Level 3: The Penetration Test, or “Pen Test”
What Is That?
The intrusion test, or “penetration testing,” makes it possible to contextualize an attack and exploit the vulnerabilities found as much as possible.
It is ultimately a more realistic and concrete audit: you mandate someone outside your company to put themselves in the shoes of a hacker and attack your IS (applications, servers, network). It is even possible to physically simulate a real attack scenario by simulating the theft of a developer workstation, for example.
There are three ways to conduct these pen tests:
- In a black box: the attacker has no access/information on your IS. This mode simulates an attack from a hacker completely foreign to your company.
- Gray box: the attacker has some access to your IS. This operating mode simulates, for example, an intrusion attempts by a former employee who does not have all the latest information to date.
- In a white box: the attacker has all the necessary access to your IS. This mode of operation simulates, for example, an intrusion attempts by a company employee or by an attacker with access from the company. It is, therefore, a method that is very similar to the security audit, the intention being slightly different (intention to compromise vs. compliance objective).
In What Context and How Often Should It Be Used?

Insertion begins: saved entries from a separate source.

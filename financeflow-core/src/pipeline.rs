//! Post-processing of a parsed statement batch:
//! coerce → back-fill category → back-fill payee → dedupe.

use tracing::debug;

use crate::categorizer::Categorizer;
use crate::dedupe::{DuplicateRecord, dedupe_batch};
use crate::payee::extract_payee;
use crate::record::RawTransaction;
use crate::transaction::{ParsedTransaction, Transaction};

/// Output of [`normalize_batch`]
#[derive(Debug, Clone, PartialEq)]
pub struct NormalizedBatch {
    pub transactions: Vec<ParsedTransaction>,
    pub duplicates: Vec<DuplicateRecord<ParsedTransaction>>,
}

impl NormalizedBatch {
    pub fn duplicate_count(&self) -> usize {
        self.duplicates.len()
    }

    /// Drop parsing-stage fields (confidence) for persistence
    pub fn into_transactions(self) -> Vec<Transaction> {
        self.transactions
            .into_iter()
            .map(ParsedTransaction::into_transaction)
            .collect()
    }
}

/// Coerce one record and fill in category and payee where missing.
pub fn normalize_record(raw: &RawTransaction, categorizer: &Categorizer) -> ParsedTransaction {
    let mut parsed = raw.coerce();
    if parsed.category.is_none() {
        parsed.category = Some(categorizer.categorize(&parsed.description));
    }
    if parsed.payee.is_none() {
        parsed.payee = Some(extract_payee(&parsed.description));
    }
    parsed
}

/// Normalize a whole batch. Order is preserved; later duplicates are dropped.
pub fn normalize_batch<I>(records: I, categorizer: &Categorizer) -> NormalizedBatch
where
    I: IntoIterator<Item = RawTransaction>,
{
    let parsed: Vec<ParsedTransaction> = records
        .into_iter()
        .map(|raw| normalize_record(&raw, categorizer))
        .collect();
    let received = parsed.len();

    let result = dedupe_batch(parsed);
    debug!(
        received,
        kept = result.kept.len(),
        duplicates = result.duplicates.len(),
        "normalized transaction batch"
    );

    NormalizedBatch {
        transactions: result.kept,
        duplicates: result.duplicates,
    }
}
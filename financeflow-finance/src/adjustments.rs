//! Categorization adjustments: proposed category changes for stored
//! transactions whose category disagrees with the current rule table.
//! Nothing changes until the user accepts an adjustment.

use anyhow::{Result, bail};
use financeflow_core::{Categorizer, Category, Transaction};
use serde::{Deserialize, Serialize};
use tracing::info;

#[derive(Debug, Clone, PartialEq, Serialize, Deserialize)]
pub struct CategoryAdjustment {
    /// Position in the transaction list the suggestion was computed from
    pub index: usize,
    pub description: String,
    pub current: Category,
    pub suggested: Category,
}

impl CategoryAdjustment {
    /// Accept the adjustment. Fails if the transaction moved or was re-categorized since.
    pub fn apply(&self, txns: &mut [Transaction]) -> Result<()> {
        let Some(txn) = txns.get_mut(self.index) else {
            bail!("no transaction at index {}", self.index);
        };
        if txn.description != self.description || txn.category != self.current {
            bail!(
                "transaction {} changed since the adjustment was suggested ({} / {})",
                self.index,
                txn.description,
                txn.category
            );
        }
        txn.category = self.suggested.clone();
        Ok(())
    }
}

/// Suggest rule-based categories for built-in-categorized transactions.
/// Custom categories are user decisions and are left alone, and `Other` is never suggested.
pub fn suggest_adjustments(txns: &[Transaction], categorizer: &Categorizer) -> Vec<CategoryAdjustment> {
    txns.iter()
        .enumerate()
        .filter(|(_, txn)| !txn.category.is_custom())
        .filter_map(|(index, txn)| {
            let suggested = categorizer.categorize(&txn.description);
            if suggested == Category::Other || suggested == txn.category {
                return None;
            }
            Some(CategoryAdjustment {
                index,
                description: txn.description.clone(),
                current: txn.category.clone(),
                suggested,
            })
        })
        .collect()
}

/// Accept every adjustment; returns how many were applied.
/// All or nothing: if any adjustment is stale, `txns` is left untouched.
pub fn apply_all(adjustments: &[CategoryAdjustment], txns: &mut [Transaction]) -> Result<usize> {
    let mut staged = txns.to_vec();
    for adjustment in adjustments {
        adjustment.apply(&mut staged)?;
    }
    txns.clone_from_slice(&staged);
    info!(applied = adjustments.len(), "accepted category adjustments");
    Ok(adjustments.len())
}
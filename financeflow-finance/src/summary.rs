//! Spending summary over normalized transactions: totals, per-category and
//! per-payee spend, and a month-by-month breakdown. This is the deterministic
//! input behind the insights view.

use financeflow_core::{Category, Transaction, TransactionType};
use serde::Serialize;
use std::collections::{BTreeMap, HashMap};

/// How many payees `top_payees` keeps
pub const TOP_PAYEES: usize = 5;

const UNKNOWN_MONTH: &str = "unknown";

#[derive(Debug, Clone, PartialEq, Serialize)]
pub struct CategorySpend {
    pub category: Category,
    pub total: f64,
    pub count: usize,
}

#[derive(Debug, Clone, PartialEq, Serialize)]
pub struct PayeeSpend {
    pub payee: String,
    pub total: f64,
    pub count: usize,
}

#[derive(Debug, Clone, PartialEq, Serialize)]
pub struct MonthSpend {
    /// YYYY-MM, or "unknown" for undated rows
    pub month: String,
    pub spend: f64,
    pub income: f64,
}

#[derive(Debug, Clone, PartialEq, Serialize)]
pub struct SpendingSummary {
    pub transaction_count: usize,
    pub total_income: f64,
    pub total_expense: f64,
    pub total_subscription: f64,
    /// Income minus expenses and subscriptions
    pub net: f64,
    /// Outflows per category, largest first
    pub by_category: Vec<CategorySpend>,
    pub top_payees: Vec<PayeeSpend>,
    /// Oldest month first
    pub by_month: Vec<MonthSpend>,
}

impl SpendingSummary {
    pub fn from_transactions(txns: &[Transaction]) -> Self {
        let mut total_income = 0.0;
        let mut total_expense = 0.0;
        let mut total_subscription = 0.0;
        let mut categories: HashMap<Category, (f64, usize)> = HashMap::new();
        let mut payees: HashMap<String, (f64, usize)> = HashMap::new();
        let mut months: BTreeMap<String, (f64, f64)> = BTreeMap::new();

        for txn in txns {
            let month = txn
                .day()
                .map(|d| d.format("%Y-%m").to_string())
                .unwrap_or_else(|| UNKNOWN_MONTH.to_string());
            let month_entry = months.entry(month).or_default();

            match txn.kind {
                TransactionType::Income => {
                    total_income += txn.amount;
                    month_entry.1 += txn.amount;
                    continue;
                }
                TransactionType::Expense => total_expense += txn.amount,
                TransactionType::Subscription => total_subscription += txn.amount,
            }
            month_entry.0 += txn.amount;

            let cat = categories.entry(txn.category.clone()).or_default();
            cat.0 += txn.amount;
            cat.1 += 1;

            if let Some(payee) = txn.payee.as_deref() {
                let entry = payees.entry(payee.to_string()).or_default();
                entry.0 += txn.amount;
                entry.1 += 1;
            }
        }

        let mut by_category: Vec<CategorySpend> = categories
            .into_iter()
            .map(|(category, (total, count))| CategorySpend { category, total, count })
            .collect();
        by_category.sort_by(|a, b| {
            b.total
                .total_cmp(&a.total)
                .then_with(|| a.category.label().cmp(b.category.label()))
        });

        let mut top_payees: Vec<PayeeSpend> = payees
            .into_iter()
            .map(|(payee, (total, count))| PayeeSpend { payee, total, count })
            .collect();
        top_payees.sort_by(|a, b| b.total.total_cmp(&a.total).then_with(|| a.payee.cmp(&b.payee)));
        top_payees.truncate(TOP_PAYEES);

        let by_month = months
            .into_iter()
            .map(|(month, (spend, income))| MonthSpend { month, spend, income })
            .collect();

        Self {
            transaction_count: txns.len(),
            total_income,
            total_expense,
            total_subscription,
            net: total_income - total_expense - total_subscription,
            by_category,
            top_payees,
            by_month,
        }
    }

    pub fn total_spend(&self) -> f64 {
        self.total_expense + self.total_subscription
    }

    /// Share of total spend for a category, 0 when nothing was spent
    pub fn category_share(&self, category: &Category) -> f64 {
        let spend = self.total_spend();
        if spend <= 0.0 {
            return 0.0;
        }
        self.by_category
            .iter()
            .find(|c| &c.category == category)
            .map(|c| c.total / spend)
            .unwrap_or(0.0)
    }
}
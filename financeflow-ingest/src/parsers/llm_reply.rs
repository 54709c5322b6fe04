//! Extract transaction records from a chat-model reply.
//!
//! Replies usually carry the JSON inside a fenced block, sometimes with prose
//! around it:
//!   Here are the transactions:
//!   ```json
//!   [{"date": "2024-03-15", "description": "...", ...}]
//!   ```

use std::sync::LazyLock;

use anyhow::{Context, Result};
use financeflow_core::RawTransaction;
use regex::Regex;
use serde_json::Value;

use super::json_records::records_from_value;

static FENCE_RE: LazyLock<Regex> = LazyLock::new(|| {
    Regex::new(r"(?s)```(?:json|JSON)?\s*(.*?)```").expect("code fence pattern")
});

fn fenced_body(reply: &str) -> Option<&str> {
    let body = FENCE_RE.captures(reply)?.get(1)?.as_str().trim();
    (!body.is_empty()).then_some(body)
}

/// An array holding objects (or nothing), or an object wrapping `transactions`
fn looks_like_records(value: &Value) -> bool {
    match value {
        Value::Array(items) => items.is_empty() || items.iter().any(Value::is_object),
        Value::Object(map) => map.contains_key("transactions"),
        _ => false,
    }
}

/// First JSON value embedded in prose that looks like a record list.
/// Each `[` or `{` is tried in turn, so bracketed prose such as "[page 1]" is skipped.
fn embedded_records(reply: &str) -> Option<Value> {
    reply.match_indices(['[', '{']).find_map(|(start, _)| {
        let mut stream = serde_json::Deserializer::from_str(&reply[start..]).into_iter::<Value>();
        match stream.next() {
            Some(Ok(value)) if looks_like_records(&value) => Some(value),
            _ => None,
        }
    })
}

pub fn parse_llm_reply(reply: &str) -> Result<Vec<RawTransaction>> {
    let value = match fenced_body(reply) {
        Some(body) => serde_json::from_str(body).context("parse JSON in model reply")?,
        None => embedded_records(reply).context("no JSON transaction list found in model reply")?,
    };
    records_from_value(value)
}

#[cfg(test)]
mod tests {
    use super::*;
    use serde_json::json;

    #[test]
    fn test_fenced_block_with_prose() {
        let reply = r#"Sure! Here are the transactions I found:

```json
[
  {"date": "2024-03-15", "description": "UPI Payment to Zomato", "amount": 450.0, "type": "debit", "confidence": 0.9},
  {"date": "2024-03-16", "description": "Salary ACME", "amount": 50000, "type": "credit", "confidence": 0.95}
]
```

Let me know if you need anything else."#;
        let records = parse_llm_reply(reply).unwrap();
        assert_eq!(records.len(), 2);
        assert_eq!(records[1].kind, Some(json!("credit")));
    }

    #[test]
    fn test_bare_array_in_prose() {
        let reply = r#"Result: [{"description": "Uber", "amount": 220}] done"#;
        let records = parse_llm_reply(reply).unwrap();
        assert_eq!(records.len(), 1);
    }

    #[test]
    fn test_wrapped_object_without_fence() {
        let reply = r#"{"transactions": [{"description": "Netflix", "amount": 649}]}"#;
        assert_eq!(parse_llm_reply(reply).unwrap().len(), 1);
    }

    #[test]
    fn test_brackets_in_surrounding_prose() {
        let reply = r#"Found 1 transaction [page 1]: [{"description":"Uber","amount":220}] (see {notes})"#;
        let records = parse_llm_reply(reply).unwrap();
        assert_eq!(records.len(), 1);
        assert_eq!(records[0].description, Some(json!("Uber")));
    }

    #[test]
    fn test_number_list_before_records_is_skipped() {
        let reply = r#"Pages [1, 2]: {"transactions": [{"description": "Netflix", "amount": 649}]}"#;
        let records = parse_llm_reply(reply).unwrap();
        assert_eq!(records.len(), 1);
        assert_eq!(records[0].amount, Some(json!(649)));
    }

    #[test]
    fn test_no_json() {
        assert!(parse_llm_reply("I could not read this statement.").is_err());
    }
}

Like security audits, the frequency greatly depends on your exposure and the industry in which your business operates.
However, be careful not to misunderstand: all sites and applications face risks: for highly sensitive applications, it is advisable to achieve slightly more than market standards. For an application that is not very exposed, it may be enough to create some with each major version upgrade.
Advantages and Disadvantages
Advantages:
- Realism/relevance: the pen test is the most concrete approach to simulating a real attack; the report is, therefore, less hypothetical, and the recommendations very actionable.
Disadvantages:
- Risk: by simulating an attack in real conditions, you fully expose the security of your IS. A poorly calibrated pen test can have consequences such as data corruption or server crashes.
- Ethics: the techniques used to be the same as real hackers; it is important to probe and know how these pen tests can be perceived by your employees, your customers, your service providers, etc.
But What Does It Have to Do With Our House?
This time you ask this same neighbor, still stationed at the local police station, to break into your home, but through a specific and most sensitive place: your front door. Its objective is to have access to and attempt to compromise as many items as possible inside your home, to analyze the main flaws, and to list what can easily be stolen.
However, you have the choice between three approaches:
- White box: you give them not only the keys to your front door but also those to your garage, your safe, etc.
- Gray box: you only give them the keys to your front door.
- Black box: you give them nothing, and you see if they manage to enter your home.
This practice test will allow you to confront the assumptions you had about the security of your home with reality. And maybe that 18th-century lock you held so dear will turn out to be much stronger than the scan or audit reports indicated.
Conclusion
Several approaches, therefore, allow you to analyze the level of security of your IS. It is quite possible for you to combine several, but your decision will depend on several criteria: the sensitivity of the environment of your company, the size of your IS, as well as the time and the budget that you wish to allocate to it.
If you want to dig deeper into the subject, or if your company is already mature enough on it, a fourth approach is likely to interest you: the “ Red Team ” pen test. Derived from the classic pen test, this approach covers a much wider perimeter (an entire IS, for example) and Spreads over a longer period (several months), Implying that very few people in your company are aware.